Copy every line in the records below that contains the word "String".

+++

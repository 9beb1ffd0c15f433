//! Error types for the dashboard smoke check

use thiserror::Error;

#[derive(Error, Debug)]
pub enum SmokeError {
    #[error("Timeout {timeout_ms}ms exceeded waiting for URL matching '{pattern}' (last URL: {last_url})")]
    NavigationTimeout {
        pattern: String,
        timeout_ms: u64,
        last_url: String,
    },

    #[error("Invalid URL pattern '{pattern}': {reason}")]
    InvalidUrlPattern { pattern: String, reason: String },
}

+++

Response:
        pattern: String,
        last_url: String,
    InvalidUrlPattern { pattern: String, reason: String },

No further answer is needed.